There was an underage disco happening at the GAA pavilion tonight to celebrate Halloween, and as soon I got these two fuckers home to bed, I had every intention of attending – and getting shitfaced.
It was the only thing that was keeping me going; knowing that there was a naggin of vodka, and a joint with my name on them, waiting for me across town.
“You’ve a carrier bag full of sweets, lad.” Leaning against someone randomer’s garden wall, I played another mindless round of snake on my phone, ignoring the hordes of trick or treaters running up and down the street. “You have plenty.”
“Tadhg gots more than me,” Ollie whined. “He gots a whole bag more than me – see, Joe!” He pointed at our brother, who was carting around an overflowing plastic bag of sweets in one arm, and an equally overflowing pillowcase thrown over his shoulder. “It’s not fair.”

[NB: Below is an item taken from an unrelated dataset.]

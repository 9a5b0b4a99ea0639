pub mod db;
pub mod redis;

pub use self::db::*;
pub use self::redis::*;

“Give it a rest, ya big moaner,” Tadhg shot back with a snicker. “Maybe if you stopped trying to have a conversation with every old biddy that answers the door to ya, then you’d have gotten more houses done.”
“I was being nice,” Ollie shot back, tone hurt. “I was using my manners.”
“And I was using my brain,” Tadhg countered. “So quit complaining.”
“But he gots more than me,” Ollie complained again. “Look, Joe, look…”
“That just means that Tadhg’s going to be a whole lot fatter than you,” I replied, distracted, and then muttering a string of curses under my breath when I got killed in my game.
“Yeah, well, my costume is better than his,” Ollie grumbled, gesturing to the makeshift cape and mask that Shannon had made for him. “I’m Robin.”
“Don’t get carried away with yourself, Ols,” Tadhg shot back. “You’ve a black bin bag wrapped around your shoulders. You look more like a bag of shit someone dragged out of a wheely bin than Robin.”
“Tadhg,” I warned. “Pack it in. He’s only small.”
“Yeah, well, I look better than you,” Ollie huffed, folding his skinny arms across his equally skinny chest. “You’re a crappy Batman.”
“Maybe, I am,” Tadhg agreed. “But I still got more sweets than you.”
“Right,” I said, shoving my phone into my pocket. “Come on, lads, we’ve been out for almost two hours. Time to get ye home. I’ve things to do.”
“What things?” Tadhg demanded, eyeing me warily, as I herded them across the road, grabbing ahold of Ollie’s hand when he almost ran out in front of a car.
Smirking, I gave him a wink. “A Gard wouldn’t ask that question.”
“Uh-oh,” Ollie grumbled, plodding along beside me. “That sounds like trouble.”
You have no idea, kid.
“I already know where you’re going anyway,” Tadhg huffed. “That disco in the Pav.”
“Then why’d ya ask?”
He shrugged. “Don’t know.”
“Is it fancy dress?” Ollie’s face lit up. “Do you gots a costume?”
“It’s got, not gots,” Tadhg sighed. “Learn how to speak, will you?”
“Tadhg,” I said in a warning tone before answering Ollie. “I don’t know, kid. I suppose some of the girls will dress up.”
“In scary costumes?”
More like as slutty angels and devils. “Some of them,” I offered instead, distracted at the possibility.
Without my brain’s permission, my imagination conjured up a fantastic fucking visual of Molloy; with her long legs on full display in red, fishnet stockings, and her tits pressed together in a skimpy white nurse’s dress with one of those little nurse’s hats perched on top of her long, blonde hair.